I roused myself from a not so deep sleep and joined him for dinner. The dream seemed so real that I, in all due seriousness, said that I had forgotten that I had yet to finish my dissertation.
Pete told me that I had finished it. Now I have had this dream or variations thereof quite often in the past. My having finished my dissertation has made this dream seem nonsensical to Pete.
The question is, why do I have this dream? The answer is that my dissertation was as a written document, a failed work. I did not write a publishable work. And as a writer, this is in my head, unacceptable. I could never go back and rewrite it. In fact I was not able to rewrite it when I acquired a differing committee chair. I then was given permission to do whatever I wanted to do, but I did not avail myself of this opportunity.
I can’t now go back in time and revise what I’d written or even come up with something different. This is why I’m having this dream.
I wish I could double my lifespan, if I did, I might attempt this.

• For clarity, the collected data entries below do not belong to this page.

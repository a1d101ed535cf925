//! Query orchestration.
//!
//! One call to [`Orchestrator::ask`] walks a small state machine:
//!
//! ```text
//! AwaitingUserInput → Planning → (Dispatching → Planning)* → Synthesizing → AwaitingUserInput
//! ```
//!
//! Every planning step sends the model the full history plus the tool
//! catalog. Tool calls from one step run concurrently and all of them finish
//! (or time out) before the next step. Results pass through the
//! [`ConfidentialityFilter`] before they are recorded anywhere.
//!
//! All turns produced while answering live in a pending buffer. The session
//! only sees them once an answer exists, so a query that fails, times out or
//! is cancelled leaves the session exactly as it was.
//!
//! # Failure handling
//!
//! | Condition | Outcome |
//! |-----------|---------|
//! | `AdapterFault` / `Timeout` on a call | Result goes back to the model, which re-plans |
//! | Every call in a step is `UnknownTool` / `InvalidArguments` | Degraded answer ("I couldn't complete that lookup") |
//! | Cycle cap reached | Final model call without tools, else a locally assembled answer |
//! | Model fault | `Err(Error::ModelCapability)`, session untouched |
//! | Query deadline | `Err(Error::QueryTimeout)`, session untouched |
//! | Cancellation | `Err(Error::Cancelled)`, session untouched |

use crate::dispatch::Dispatcher;
use crate::llm::{
    FALLBACK_SYNTHESIS_PROMPT, ModelCapability, PlanningRequest, PlanningResponse, SYSTEM_PROMPT,
};
use crate::models::{
    AccessLevel, ConversationTurn, FailureKind, Role, ToolCallRequest, ToolExchange, ToolResult,
};
use crate::security::ConfidentialityFilter;
use crate::session::{Session, SessionId, SessionStore};
use crate::{Error, Result};
use futures::StreamExt;
use serde::Serialize;
use std::sync::Arc;
use std::time::{Duration, Instant};
use tokio_util::sync::CancellationToken;
use tracing::instrument;
/// Typed record-store operations.
#[derive(Debug, Deserialize)]
#[serde(tag = "operation", content = "arguments", rename_all = "snake_case")]
enum RecordOp {
    GetEmployee { employee_id: String },
    SearchEmployees { name: String },
    GetEmployeesByDepartment { department: String },
    GetAllEmployees {},
    GetLeaveBalance { employee_id: String },
}

/// Record-store adapter over a `SQLite` employee database.
pub struct RecordStoreAdapter {
    conn: Arc<Mutex<Connection>>,
}

impl RecordStoreAdapter {
    /// Adapter name used as descriptor owner.
    pub const NAME: &'static str = ADAPTER_NAME;

    /// Opens (or creates) the database at `path` and ensures the schema.
    ///
    /// # Errors
    ///
    /// Returns [`Error::OperationFailed`] if the file cannot be opened or the
    /// schema cannot be created.
    pub fn open(path: &Path) -> Result<Self> {
        if let Some(parent) = path.parent() {
            if !parent.as_os_str().is_empty() {
                std::fs::create_dir_all(parent).map_err(|e| Error::OperationFailed {
                    operation: "create_records_dir".to_string(),
                    cause: e.to_string(),
                })?;
            }
        }
        let conn = Connection::open(path).map_err(|e| Error::OperationFailed {
            operation: "open_records_db".to_string(),
            cause: format!("{}: {e}", path.display()),
        })?;
        Self::from_connection(conn)
    }

    /// Creates an in-memory store (tests and demos).
    ///
    /// # Errors
    ///
    /// Returns [`Error::OperationFailed`] if the schema cannot be created.
    pub fn in_memory() -> Result<Self> {
        let conn = Connection::open_in_memory().map_err(|e| Error::OperationFailed {
            operation: "open_records_db".to_string(),
            cause: e.to_string(),
        })?;
        Self::from_connection(conn)
    }

    fn from_connection(conn: Connection) -> Result<Self> {
        // journal_mode returns a row, so pragma results are ignored
        let _ = conn.pragma_update(None, "journal_mode", "WAL");
        let _ = conn.pragma_update(None, "synchronous", "NORMAL");
        let _ = conn.pragma_update(None, "busy_timeout", "5000");
        conn.execute_batch(SCHEMA)
            .map_err(|e| Error::OperationFailed {
                operation: "create_records_schema".to_string(),
                cause: e.to_string(),
            })?;
        Ok(Self {
            conn: Arc::new(Mutex::new(conn)),
        })
    }

    /// Inserts the sample organisation used by the demo and the tests.
    ///
    /// Existing rows with the same ids are replaced.
    ///
    /// # Errors
    ///
    /// Returns [`Error::OperationFailed`] if an insert fails.
    pub fn seed_sample_data(&self) -> Result<()> {
        const EMPLOYEES: &[(&str, &str, &str, &str, &str, Option<&str>, &str)] = &[
            ("EMP001", "Rajesh Kumar", "Engineering", "Senior Developer", "2020-03-15", Some("EMP010"), "rajesh.kumar@company.com"),
            ("EMP002", "Priya Sharma", "HR", "HR Manager", "2019-01-10", Some("EMP010"), "priya.sharma@company.com"),
            ("EMP003", "Amit Patel", "Engineering", "DevOps Engineer", "2021-06-20", Some("EMP010"), "amit.patel@company.com"),
            ("EMP004", "Sneha Reddy", "Marketing", "Marketing Executive", "2022-02-14", Some("EMP009"), "sneha.reddy@company.com"),
            ("EMP005", "Vikram Singh", "Sales", "Sales Manager", "2018-11-05", Some("EMP010"), "vikram.singh@company.com"),
            ("EMP006", "Ananya Iyer", "Engineering", "Junior Developer", "2023-01-10", Some("EMP001"), "ananya.iyer@company.com"),
            ("EMP007", "Rahul Gupta", "Finance", "Accountant", "2020-08-22", Some("EMP008"), "rahul.gupta@company.com"),
            ("EMP008", "Meera Nair", "Finance", "Finance Manager", "2017-05-15", Some("EMP010"), "meera.nair@company.com"),
            ("EMP009", "Karthik Rao", "Marketing", "Marketing Head", "2019-07-30", Some("EMP010"), "karthik.rao@company.com"),
            ("EMP010", "Sunita Desai", "Executive", "CEO", "2015-01-01", None, "sunita.desai@company.com"),
            ("E-1042", "John Mathew", "Legal", "Compliance Officer", "2021-09-01", Some("EMP010"), "john.mathew@company.com"),
        ];
        const BALANCES: &[(&str, i64, i64, i64)] = &[
            ("EMP001", 8, 12, 5),
            ("EMP002", 10, 15, 6),
            ("EMP003", 6, 9, 4),
            ("EMP004", 4, 8, 3),
            ("EMP005", 12, 18, 7),
            ("EMP006", 3, 5, 2),
            ("EMP007", 7, 11, 5),
            ("EMP008", 9, 16, 6),
            ("EMP009", 5, 14, 7),
            ("EMP010", 11, 17, 7),
            ("E-1042", 6, 10, 4),
        ];

        let mut conn = acquire(&self.conn);
        let tx = conn.transaction().map_err(seed_error)?;
        for (id, name, dept, position, joined, manager, email) in EMPLOYEES {
            tx.execute(
                "INSERT OR REPLACE INTO employees (emp_id, name, department, position, join_date, manager, email)
                 VALUES (?1, ?2, ?3, ?4, ?5, ?6, ?7)",
                params![id, name, dept, position, joined, manager, email],
            )
            .map_err(seed_error)?;
        }
        let today = chrono::Utc::now().format("%Y-%m-%d").to_string();
        for (id, casual, earned, sick) in BALANCES {
            tx.execute(
                "INSERT OR REPLACE INTO leave_balance (emp_id, casual_leave, earned_leave, sick_leave, last_updated)
                 VALUES (?1, ?2, ?3, ?4, ?5)",
                params![id, casual, earned, sick, today],
            )
            .map_err(seed_error)?;
        }
        tx.commit().map_err(seed_error)?;
        tracing::info!(employees = EMPLOYEES.len(), "Seeded sample employee records");
        Ok(())
    }

    /// Number of employee rows.
    ///
    /// # Errors
    ///
    /// Returns [`Error::OperationFailed`] if the count query fails.
    pub fn employee_count(&self) -> Result<u64> {
        let conn = acquire(&self.conn);
        conn.query_row("SELECT COUNT(*) FROM employees", [], |row| row.get::<_, i64>(0))
            .map(|n| u64::try_from(n).unwrap_or(0))
            .map_err(|e| Error::OperationFailed {
                operation: "count_employees".to_string(),
                cause: e.to_string(),
            })
    }

    fn run(conn: &Connection, op: RecordOp) -> rusqlite::Result<ToolResult> {
        match op {
            RecordOp::GetEmployee { employee_id } => {
                let employee = conn
                    .query_row(
                        &format!("SELECT {EMPLOYEE_COLUMNS} FROM employees WHERE emp_id = ?1 COLLATE NOCASE"),
                        params![employee_id.trim()],
                        employee_from_row,
                    )
                    .optional()?;
                Ok(employee.map_or_else(
                    || ToolResult::success(json!({ "found": false, "employee_id": employee_id })),
                    |e| ToolResult::success(json!({ "found": true, "employee": e })),
                ))
            },
            RecordOp::SearchEmployees { name } => {
                let pattern = format!("%{}%", escape_like(name.trim()));
                let rows = query_employees(
                    conn,
                    &format!(
                        "SELECT {EMPLOYEE_COLUMNS} FROM employees
                         WHERE name LIKE ?1 ESCAPE '\\' OR email LIKE ?1 ESCAPE '\\'
                         ORDER BY name LIMIT ?2"
                    ),
                    params![pattern, limit()],
                )?;
                Ok(employee_list(rows))
            },
            RecordOp::GetEmployeesByDepartment { department } => {
                let rows = query_employees(
                    conn,
                    &format!(
                        "SELECT {EMPLOYEE_COLUMNS} FROM employees
                         WHERE department = ?1 COLLATE NOCASE ORDER BY emp_id LIMIT ?2"
                    ),
                    params![department.trim(), limit()],
                )?;
                Ok(employee_list(rows))
            },
            RecordOp::GetAllEmployees {} => {
                let rows = query_employees(
                    conn,
                    &format!("SELECT {EMPLOYEE_COLUMNS} FROM employees ORDER BY emp_id LIMIT ?1"),
                    params![limit()],
                )?;
                Ok(employee_list(rows))
            },
            RecordOp::GetLeaveBalance { employee_id } => {
                let balance = conn
                    .query_row(
                        "SELECT emp_id, casual_leave, earned_leave, sick_leave, last_updated
                         FROM leave_balance WHERE emp_id = ?1 COLLATE NOCASE",
                        params![employee_id.trim()],
                        |row| {
                            Ok(LeaveBalance {
                                employee_id: row.get(0)?,
                                casual_leave: row.get(1)?,
                                earned_leave: row.get(2)?,
                                sick_leave: row.get(3)?,
                                last_updated: row.get(4)?,
                            })
                        },
                    )
                    .optional()?;
                Ok(balance.map_or_else(
                    || ToolResult::success(json!({ "found": false, "employee_id": employee_id })),
                    |b| ToolResult::success(json!({ "found": true, "leave_balance": b })),
                ))
            },
        }
    }
}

And now, I am working on Shelf Life, a book that I think in most ways is reflective of my interest in literary journalism and creative nonfiction. Tonight I worked on the chapter in which I decide to write Shelf Life. I am here attempting to strike a balance between my executive director and writerly identities.
I also worked on the following chapter in which I write about my relations with Pete. Up until now, I have taken him for granted. I must, in some way make note of the fact that I do not take him for granted. It is going to be fictive, this realization. This realization actually came over time, but it would be near impossible to deal with this in narrative time.
I like this new word – narrative time. Narrative time deals with compression and expansion of time, the purpose being to make the story seem believable. Oh my, an ideas day at the very end of the day. This is a first.